Segment Start: Data to process

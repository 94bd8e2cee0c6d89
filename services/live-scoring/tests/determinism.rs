//! Determinism tests
//!
//! The live, incrementally maintained views must equal a replay of the
//! delivery log from empty, before and after corrections.

mod common;

use common::{engine, player, start_match, Scorer, AWAY, HOME};
use cricket_types::delivery::{DeliveryDraft, DeliveryPatch, Dismissal, WicketType};
use cricket_types::fixture::MatchFormat;
use cricket_types::ids::InningsId;
use live_scoring::engine::ScoringEngine;

/// A busy innings: boundaries, extras of every kind, three wickets.
async fn busy_innings(engine: &ScoringEngine) -> InningsId {
    let match_id = start_match(engine, MatchFormat::T20).await;
    let innings_id = engine.open_innings(match_id, false).await.unwrap().innings_id;
    let mut scorer = Scorer::new(engine, innings_id, HOME, AWAY);

    for over in 0..6usize {
        scorer.bowler = if over % 2 == 0 { 11 } else { 9 };
        scorer.ball(|d| d.four().wagon(80, 40).pitch(50, 30)).await;
        scorer.ball(|d| d.runs(1).wagon(20, 60)).await;
        scorer.ball(|d| d.wide(1)).await;
        scorer.ball(|d| d.leg_byes(1)).await;
        if over % 2 == 1 {
            scorer.caught(2 + over).await;
        } else {
            scorer.ball(|d| d.no_ball(2)).await;
            scorer.ball(|d| d.runs(2)).await;
        }
        scorer.ball(|d| d.six().pitch(55, 10)).await;
        scorer.dots(1).await;
    }
    innings_id
}

#[tokio::test]
async fn test_live_views_equal_replay() {
    let engine = engine();
    let innings_id = busy_innings(&engine).await;

    let snapshot = engine.innings_snapshot(innings_id).await.unwrap();
    assert_eq!(snapshot.wickets, 3);
    assert_eq!(snapshot.balls.completed_overs(), 6);

    let metrics = engine.verify_innings(innings_id).await.unwrap();
    assert_eq!(metrics.deliveries_replayed, engine.deliveries(innings_id).await.unwrap().len() as u64);

    // Cached views are the same fold the direct queries read
    let views = engine.views(innings_id).await.unwrap();
    assert_eq!(views.batting, engine.batting(innings_id).await.unwrap());
    assert_eq!(views.bowling, engine.bowling(innings_id).await.unwrap());
    assert_eq!(views.partnerships, engine.partnerships(innings_id).await.unwrap());
    assert_eq!(views.fall_of_wickets, engine.fall_of_wickets(innings_id).await.unwrap());
    assert_eq!(views.overs, engine.over_summaries(innings_id).await.unwrap());
}

#[tokio::test]
async fn test_replay_matches_after_corrections() {
    let engine = engine();
    let innings_id = busy_innings(&engine).await;
    let before = engine.verify_innings(innings_id).await.unwrap();
    let deliveries = engine.deliveries(innings_id).await.unwrap();

    // Wide becomes a legal dot: every later label shifts
    let wide = deliveries.iter().find(|d| !d.is_legal_delivery).unwrap();
    let patch = DeliveryPatch {
        extra_type: Some(cricket_types::delivery::ExtraType::None),
        runs_extras: Some(0),
        ..DeliveryPatch::default()
    };
    engine.correct(wide.delivery_id, patch, None).await.unwrap();

    let after = engine.verify_innings(innings_id).await.unwrap();
    assert_ne!(before.state_checksum, after.state_checksum);

    let views = engine.views(innings_id).await.unwrap();
    assert_eq!(views.batting, engine.batting(innings_id).await.unwrap());
    assert_eq!(views.overs, engine.over_summaries(innings_id).await.unwrap());

    let corrected = engine.deliveries(innings_id).await.unwrap();
    assert_eq!(corrected.len(), deliveries.len());
    assert!(corrected
        .iter()
        .zip(&deliveries)
        .all(|(now, was)| now.sequence == was.sequence && now.delivery_id == was.delivery_id));
}

#[tokio::test]
async fn test_rejected_correction_leaves_state_untouched() {
    let engine = engine();
    let innings_id = busy_innings(&engine).await;
    let before = engine.innings_snapshot(innings_id).await.unwrap();
    let first = engine.deliveries(innings_id).await.unwrap()[0].clone();

    // Opener out on the first ball, but later balls still name them
    let patch = DeliveryPatch::default()
        .with_runs(0)
        .with_dismissal(Dismissal::new(WicketType::Bowled, player(HOME, 1)));
    assert!(engine.correct(first.delivery_id, patch, None).await.is_err());

    let after = engine.innings_snapshot(innings_id).await.unwrap();
    assert_eq!(after.checksum, before.checksum);
    assert_eq!(after.version, before.version);
    assert_eq!(engine.deliveries(innings_id).await.unwrap()[0], first);
    engine.verify_innings(innings_id).await.unwrap();
}

#[tokio::test]
async fn test_concurrent_innings_are_independent() {
    let engine = std::sync::Arc::new(engine());
    let mut handles = Vec::new();
    for _ in 0..4 {
        let engine = std::sync::Arc::clone(&engine);
        handles.push(tokio::spawn(async move {
            let innings_id = busy_innings(&engine).await;
            engine.innings_snapshot(innings_id).await.unwrap()
        }));
    }

    let mut totals = Vec::new();
    for handle in handles {
        let snapshot = handle.await.unwrap();
        totals.push((snapshot.runs, snapshot.wickets, snapshot.balls));
    }
    assert!(totals.windows(2).all(|w| w[0] == w[1]));
}

#[tokio::test(flavor = "multi_thread", worker_threads = 4)]
async fn test_concurrent_submits_to_one_innings_are_serialized() {
    let engine = std::sync::Arc::new(engine());
    let match_id = start_match(&engine, MatchFormat::T20).await;
    let innings_id = engine.open_innings(match_id, false).await.unwrap().innings_id;

    // Dots keep the same pair on strike within the over, so every draft is valid
    let mut handles = Vec::new();
    for _ in 0..5 {
        let engine = std::sync::Arc::clone(&engine);
        handles.push(tokio::spawn(async move {
            let draft = DeliveryDraft::new(player(HOME, 1), player(HOME, 2), player(AWAY, 11));
            engine.submit(innings_id, draft, None).await
        }));
    }

    let mut sequences = Vec::new();
    for handle in handles {
        let receipt = handle.await.unwrap().unwrap();
        assert!(!receipt.duplicate);
        sequences.push(receipt.delivery.sequence);
    }
    sequences.sort_unstable();
    assert_eq!(sequences, (1..=5).collect::<Vec<u64>>());

    let log = engine.deliveries(innings_id).await.unwrap();
    assert_eq!(log.iter().map(|d| d.sequence).collect::<Vec<_>>(), sequences);
    assert_eq!(engine.innings_snapshot(innings_id).await.unwrap().balls.balls(), 5);
    engine.verify_innings(innings_id).await.unwrap();
}
//! Match lifecycle rules
//!
//! Pure functions over a [`MatchRecord`]: which side bats next and with what
//! target, and whether the closed innings so far decide the match.

use cricket_types::errors::ScoringError;
use cricket_types::fixture::{Margin, MatchRecord, MatchResult, MatchStatus, TossDecision};
use cricket_types::ids::TeamId;
use cricket_types::innings::{ClosureReason, InningsKind, InningsSummary, SUPER_OVER_WICKETS};

/// Everything needed to open the next innings, minus the players.
#[derive(Debug, Clone, PartialEq, Eq)]
pub struct InningsPlan {
    pub number: u32,
    pub kind: InningsKind,
    pub batting_team: TeamId,
    pub bowling_team: TeamId,
    pub overs_limit: Option<u32>,
    /// Fixed wicket allowance; None means team size − 1.
    pub max_wickets: Option<u32>,
    pub target: Option<u32>,
    pub follow_on: bool,
}

/// Work out the next innings.
///
/// `enforce_follow_on` only matters when opening the third innings of a
/// multi-innings match.
pub fn plan_next_innings(record: &MatchRecord, enforce_follow_on: bool) -> Result<InningsPlan, ScoringError> {
    let Some(toss) = &record.toss else {
        return Err(ScoringError::invalid_match_state("toss has not been recorded"));
    };
    if let Some(last) = record.innings.last() {
        if !last.is_closed() {
            return Err(ScoringError::invalid_match_state(format!(
                "innings {} is still in progress",
                last.number
            )));
        }
    }

    let regular: Vec<&InningsSummary> = record
        .innings
        .iter()
        .filter(|s| s.kind == InningsKind::Regular)
        .collect();
    let super_overs: Vec<&InningsSummary> = record
        .innings
        .iter()
        .filter(|s| s.kind == InningsKind::SuperOver)
        .collect();
    let number = record.innings.len() as u32 + 1;

    if regular.len() as u32 >= record.format.regular_innings() {
        return plan_super_over(record, &super_overs, number);
    }
    if record.status == MatchStatus::Completed {
        return Err(ScoringError::invalid_match_state("match is already decided"));
    }

    let overs_limit = record.format.overs_limit();
    let plan = |batting_team: TeamId, target: Option<u32>, follow_on: bool| -> Result<InningsPlan, ScoringError> {
        let bowling_team = opponent(record, &batting_team)?;
        Ok(InningsPlan {
            number,
            kind: InningsKind::Regular,
            batting_team,
            bowling_team,
            overs_limit,
            max_wickets: None,
            target,
            follow_on,
        })
    };

    match regular.as_slice() {
        [] => {
            let batting = match toss.decision {
                TossDecision::Bat => toss.won_by.clone(),
                TossDecision::Bowl => opponent(record, &toss.won_by)?,
            };
            plan(batting, None, false)
        }
        [first] => {
            let batting = opponent(record, &first.batting_team)?;
            let target = record.format.is_limited_overs().then(|| first.runs + 1);
            plan(batting, target, false)
        }
        [first, second] => {
            if enforce_follow_on {
                let margin = record.format.follow_on_margin().unwrap_or(u32::MAX);
                let lead = first.runs.saturating_sub(second.runs);
                if lead < margin {
                    return Err(ScoringError::invalid_match_state(format!(
                        "follow-on needs a lead of {}, lead is {}",
                        margin, lead
                    )));
                }
                plan(second.batting_team.clone(), None, true)
            } else {
                plan(first.batting_team.clone(), None, false)
            }
        }
        [.., third] => {
            let batting = opponent(record, &third.batting_team)?;
            let own = aggregate(&regular, &batting);
            let other = aggregate(&regular, &third.batting_team);
            plan(batting, Some(other.saturating_sub(own) + 1), false)
        }
    }
}

fn plan_super_over(
    record: &MatchRecord,
    super_overs: &[&InningsSummary],
    number: u32,
) -> Result<InningsPlan, ScoringError> {
    if !record.format.is_limited_overs() {
        return Err(ScoringError::invalid_match_state("all innings have been played"));
    }
    let last = record
        .innings
        .last()
        .ok_or_else(|| ScoringError::invalid_match_state("no innings played"))?;

    let (batting_team, target) = if super_overs.len() % 2 == 0 {
        if !record.result.as_ref().is_some_and(|r| r.is_tie()) {
            return Err(ScoringError::invalid_match_state(
                "a super over can only follow a tie",
            ));
        }
        (last.batting_team.clone(), None)
    } else {
        (opponent(record, &last.batting_team)?, Some(last.runs + 1))
    };

    Ok(InningsPlan {
        number,
        kind: InningsKind::SuperOver,
        bowling_team: opponent(record, &batting_team)?,
        batting_team,
        overs_limit: Some(1),
        max_wickets: Some(SUPER_OVER_WICKETS),
        target,
        follow_on: false,
    })
}

/// Result implied by the closed innings, if the match is decided.
pub fn decide_result(record: &MatchRecord) -> Option<MatchResult> {
    if record.innings.iter().any(|s| !s.is_closed()) {
        return None;
    }

    let super_overs: Vec<&InningsSummary> = record
        .innings
        .iter()
        .filter(|s| s.kind == InningsKind::SuperOver)
        .collect();
    if !super_overs.is_empty() {
        return match super_overs.as_slice() {
            [.., first, second] if super_overs.len() % 2 == 0 => Some(compare_chase(record, first, second)),
            _ => None,
        };
    }

    let regular: Vec<&InningsSummary> = record.innings.iter().collect();
    if record.format.is_limited_overs() {
        return match regular.as_slice() {
            [first, second] => Some(compare_chase(record, first, second)),
            _ => None,
        };
    }

    match regular.as_slice() {
        [_, _, third] => {
            let batted_twice = &third.batting_team;
            let other = opponent(record, batted_twice).ok()?;
            let twice = aggregate(&regular, batted_twice);
            let once = aggregate(&regular, &other);
            (twice < once).then(|| MatchResult::win(other, Margin::InningsAndRuns(once - twice)))
        }
        [.., fourth] if regular.len() == 4 => {
            let target = fourth.target?;
            let defending = opponent(record, &fourth.batting_team).ok()?;
            if fourth.runs >= target {
                Some(MatchResult::win(
                    fourth.batting_team.clone(),
                    Margin::Wickets(fourth.wickets_in_hand()),
                ))
            } else if fourth.closure_reason() == Some(ClosureReason::AllOut) && fourth.runs + 1 == target {
                Some(MatchResult::tie())
            } else {
                Some(MatchResult::win(defending, Margin::Runs(target - 1 - fourth.runs)))
            }
        }
        _ => None,
    }
}

/// One side set a total, the other chased it.
fn compare_chase(record: &MatchRecord, first: &InningsSummary, second: &InningsSummary) -> MatchResult {
    if second.runs > first.runs {
        MatchResult::win(second.batting_team.clone(), Margin::Wickets(second.wickets_in_hand()))
    } else if second.runs < first.runs {
        let winner = opponent(record, &second.batting_team).unwrap_or_else(|_| first.batting_team.clone());
        MatchResult::win(winner, Margin::Runs(first.runs - second.runs))
    } else {
        MatchResult::tie()
    }
}

fn aggregate(innings: &[&InningsSummary], team: &TeamId) -> u32 {
    innings
        .iter()
        .filter(|s| &s.batting_team == team)
        .map(|s| s.runs)
        .sum()
}

fn opponent(record: &MatchRecord, team: &TeamId) -> Result<TeamId, ScoringError> {
    record
        .opponent_of(team)
        .cloned()
        .ok_or_else(|| ScoringError::invalid_match_state(format!("{} is not playing this match", team)))
}
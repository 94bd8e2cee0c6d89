//! Derived view cache
//!
//! Scorecard tables and analytics are derived from the fold; readers get
//! them from here. Entries are tagged with the innings version they were
//! built at and rebuilt on the first read after the version moves, so a
//! correction can never leave a stale view behind.

use std::sync::Arc;

use cricket_types::ids::InningsId;
use dashmap::DashMap;
use serde::{Deserialize, Serialize};

use crate::analytics::AnalyticsView;
use crate::scorecard::{BattingFigures, BowlingFigures, ExtrasBreakdown, FallOfWicket, OverSummary, Partnership};
use crate::session::InningsSession;

/// Every derived table of one innings at one version.
#[derive(Debug, Clone, PartialEq, Eq, Serialize, Deserialize)]
pub struct InningsViews {
    pub version: u64,
    pub batting: Vec<BattingFigures>,
    pub bowling: Vec<BowlingFigures>,
    pub partnerships: Vec<Partnership>,
    pub fall_of_wickets: Vec<FallOfWicket>,
    pub extras: ExtrasBreakdown,
    pub overs: Vec<OverSummary>,
    pub analytics: AnalyticsView,
}

impl InningsViews {
    pub fn build(session: &InningsSession) -> Self {
        let fold = session.fold();
        let card = &fold.scorecard;
        Self {
            version: session.version(),
            batting: card.batting(),
            bowling: card.bowling(),
            partnerships: card.partnerships().to_vec(),
            fall_of_wickets: card.fall_of_wickets().to_vec(),
            extras: card.extras(),
            overs: card.overs().to_vec(),
            analytics: AnalyticsView {
                rates: fold.state.rates(),
                manhattan: fold.analytics.manhattan().to_vec(),
                wagon_wheel: fold.analytics.wagon_wheel(None),
                pitch_map: fold.analytics.pitch_map(None),
            },
        }
    }
}

#[derive(Debug, Default)]
pub struct ViewCache {
    entries: DashMap<InningsId, Arc<InningsViews>>,
}

impl ViewCache {
    pub fn new() -> Self {
        Self::default()
    }

    /// Cached views for `session`, rebuilt if the cached version is behind.
    /// The flag reports whether the cache answered.
    pub fn get_or_build(&self, session: &InningsSession) -> (Arc<InningsViews>, bool) {
        let innings_id = session.innings_id();
        if let Some(entry) = self.entries.get(&innings_id) {
            if entry.version == session.version() {
                return (Arc::clone(entry.value()), true);
            }
        }
        let views = Arc::new(InningsViews::build(session));
        self.entries.insert(innings_id, Arc::clone(&views));
        (views, false)
    }

    pub fn invalidate(&self, innings_id: &InningsId) {
        self.entries.remove(innings_id);
    }

    pub fn len(&self) -> usize {
        self.entries.len()
    }

    pub fn is_empty(&self) -> bool {
        self.entries.is_empty()
    }
}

Segment End: Data to process

> Try it
Set down the lines above as they stand, starting with the first line and ending with the line that contains "let metrics = engine.verify_innings(innings_id).await.unwrap();".

> Solution for this problem
repository 94bd8e2cee0c6d89
filename services/live-scoring/tests/determinism.rs
//! Determinism tests
//!
//! The live, incrementally maintained views must equal a replay of the
//! delivery log from empty, before and after corrections.

mod common;

use common::{engine, player, start_match, Scorer, AWAY, HOME};
use cricket_types::delivery::{DeliveryDraft, DeliveryPatch, Dismissal, WicketType};
use cricket_types::fixture::MatchFormat;
use cricket_types::ids::InningsId;
use live_scoring::engine::ScoringEngine;

/// A busy innings: boundaries, extras of every kind, three wickets.
async fn busy_innings(engine: &ScoringEngine) -> InningsId {
    let match_id = start_match(engine, MatchFormat::T20).await;
    let innings_id = engine.open_innings(match_id, false).await.unwrap().innings_id;
    let mut scorer = Scorer::new(engine, innings_id, HOME, AWAY);

    for over in 0..6usize {
        scorer.bowler = if over % 2 == 0 { 11 } else { 9 };
        scorer.ball(|d| d.four().wagon(80, 40).pitch(50, 30)).await;
        scorer.ball(|d| d.runs(1).wagon(20, 60)).await;
        scorer.ball(|d| d.wide(1)).await;
        scorer.ball(|d| d.leg_byes(1)).await;
        if over % 2 == 1 {
            scorer.caught(2 + over).await;
        } else {
            scorer.ball(|d| d.no_ball(2)).await;
            scorer.ball(|d| d.runs(2)).await;
        }
        scorer.ball(|d| d.six().pitch(55, 10)).await;
        scorer.dots(1).await;
    }
    innings_id
}

#[tokio::test]
async fn test_live_views_equal_replay() {
    let engine = engine();
    let innings_id = busy_innings(&engine).await;

    let snapshot = engine.innings_snapshot(innings_id).await.unwrap();
    assert_eq!(snapshot.wickets, 3);
    assert_eq!(snapshot.balls.completed_overs(), 6);

    let metrics = engine.verify_innings(innings_id).await.unwrap();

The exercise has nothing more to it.